Stored data entries:

━━━━━━━━━━

//! The event interface of the reader, and the warnings it reports.

use std::fmt;

use crate::codec::{CharsetError, DecodeError};
use crate::{Context, Property};

/// Receives the events of a [`VObjectReader`](super::VObjectReader) parse.
///
/// All methods have no-op defaults, so implementations only handle the
/// events they care about.
pub trait VObjectListener {
    /// A component has been opened (`BEGIN:NAME`). The name is trimmed and
    /// upper-cased.
    fn on_component_begin(&mut self, name: &str, context: &mut Context) {
        let _ = (name, context);
    }

    /// A component has been closed (`END:NAME`). The name is trimmed and
    /// upper-cased.
    fn on_component_end(&mut self, name: &str, context: &mut Context) {
        let _ = (name, context);
    }

    /// A property has been read. Quoted-printable values arrive decoded
    /// (the ENCODING and CHARSET parameters are left in place so the
    /// original encoding can still be inspected).
    fn on_property(&mut self, property: Property, context: &mut Context) {
        let _ = (property, context);
    }

    /// A VERSION property has changed the syntax style of the current
    /// component. Only fires inside components that have syntax rules; a
    /// VERSION property anywhere else is delivered as an ordinary property.
    fn on_version(&mut self, value: &str, context: &mut Context) {
        let _ = (value, context);
    }

    /// A non-fatal problem was found in the data.
    fn on_warning(&mut self, warning: Warning<'_>, context: &mut Context) {
        let _ = (warning, context);
    }
}

/// A non-fatal problem encountered while parsing.
///
/// Warnings never abort the parse; the reader either discards the
/// offending line or carries on with a best-effort interpretation.
#[derive(Debug)]
pub enum Warning<'a> {
    /// A line without a colon character. The line is skipped.
    MalformedLine,
    /// A BEGIN property without a component name. The property is ignored.
    EmptyBegin,
    /// An END property without a component name. The property is ignored.
    EmptyEnd,
    /// An END property that does not match any open component. The
    /// property is ignored.
    UnmatchedEnd,
    /// A VERSION value that is not defined in the syntax rules of the
    /// current component. The property is delivered as a regular property.
    UnknownVersion {
        /// The VERSION property.
        property: &'a Property,
    },
    /// A CHARSET parameter naming an unusable character set. The value is
    /// decoded with the default quoted-printable character set instead.
    UnknownCharset {
        /// The property whose CHARSET parameter is unusable.
        property: &'a Property,
        /// Why the character set could not be resolved.
        cause: CharsetError,
    },
    /// A quoted-printable value that could not be decoded. The raw,
    /// undecoded value is retained.
    QuotedPrintableError {
        /// The property whose value could not be decoded.
        property: &'a Property,
        /// The decoder failure.
        cause: DecodeError,
    },
}

impl Warning<'_> {
    /// The kind of this warning, without its payload.
    #[must_use]
    pub fn kind(&self) -> WarningKind {
        match self {
            Warning::MalformedLine => WarningKind::MalformedLine,
            Warning::EmptyBegin => WarningKind::EmptyBegin,
            Warning::EmptyEnd => WarningKind::EmptyEnd,
            Warning::UnmatchedEnd => WarningKind::UnmatchedEnd,
            Warning::UnknownVersion { .. } => WarningKind::UnknownVersion,
            Warning::UnknownCharset { .. } => WarningKind::UnknownCharset,
            Warning::QuotedPrintableError { .. } => WarningKind::QuotedPrintableError,
        }
    }

    /// The property the warning is about, if any.
    #[must_use]
    pub fn property(&self) -> Option<&Property> {
        match self {
            Warning::MalformedLine
            | Warning::EmptyBegin
            | Warning::EmptyEnd
            | Warning::UnmatchedEnd => None,
            Warning::UnknownVersion { property }
            | Warning::UnknownCharset { property, .. }
            | Warning::QuotedPrintableError { property, .. } => Some(property),
        }
    }
}

impl fmt::Display for Warning<'_> {
    fn fmt(&self, f: &mut fmt::Formatter<'_>) -> fmt::Result {
        match self {
            Warning::MalformedLine => {
                write!(f, "skipping malformed line (no colon character found)")
            }
            Warning::EmptyBegin => {
                write!(f, "ignoring BEGIN property that does not have a component name")
            }
            Warning::EmptyEnd => {
                write!(f, "ignoring END property that does not have a component name")
            }
            Warning::UnmatchedEnd => write!(
                f,
                "ignoring END property that does not match up with any BEGIN properties"
            ),
            Warning::UnknownVersion { .. } => {
                write!(f, "unknown version number; treating it as a regular property")
            }
            Warning::UnknownCharset { cause, .. } => write!(
                f,
                "the property's character encoding is not supported ({cause}); the value will be decoded with the default quoted-printable character encoding"
            ),
            Warning::QuotedPrintableError { cause, .. } => write!(
                f,
                "unable to decode the property's quoted-printable value ({cause}); value will be treated as plain text"
            ),
        }
    }
}

/// The kind of a [`Warning`].
#[derive(Debug, Clone, Copy, PartialEq, Eq, Hash)]
pub enum WarningKind {
    /// See [`Warning::MalformedLine`].
    MalformedLine,
    /// See [`Warning::EmptyBegin`].
    EmptyBegin,
    /// See [`Warning::EmptyEnd`].
    EmptyEnd,
    /// See [`Warning::UnmatchedEnd`].
    UnmatchedEnd,
    /// See [`Warning::UnknownVersion`].
    UnknownVersion,
    /// See [`Warning::UnknownCharset`].
    UnknownCharset,
    /// See [`Warning::QuotedPrintableError`].
    QuotedPrintableError,
}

━━━━━━━━━━

=== What you should do ===
Looking back over the data above, restate word for word the lines that begin at the line with "without its payload." and end at the line with "pub fn property(&self)", inclusive.

=== Solution to the exercise ===
    /// The kind of this warning, without its payload.
    #[must_use]
    pub fn kind(&self) -> WarningKind {
        match self {
            Warning::MalformedLine => WarningKind::MalformedLine,
            Warning::EmptyBegin => WarningKind::EmptyBegin,
            Warning::EmptyEnd => WarningKind::EmptyEnd,
            Warning::UnmatchedEnd => WarningKind::UnmatchedEnd,
            Warning::UnknownVersion { .. } => WarningKind::UnknownVersion,
            Warning::UnknownCharset { .. } => WarningKind::UnknownCharset,
            Warning::QuotedPrintableError { .. } => WarningKind::QuotedPrintableError,
        }
    }

    /// The property the warning is about, if any.
    #[must_use]
    pub fn property(&self) -> Option<&Property> {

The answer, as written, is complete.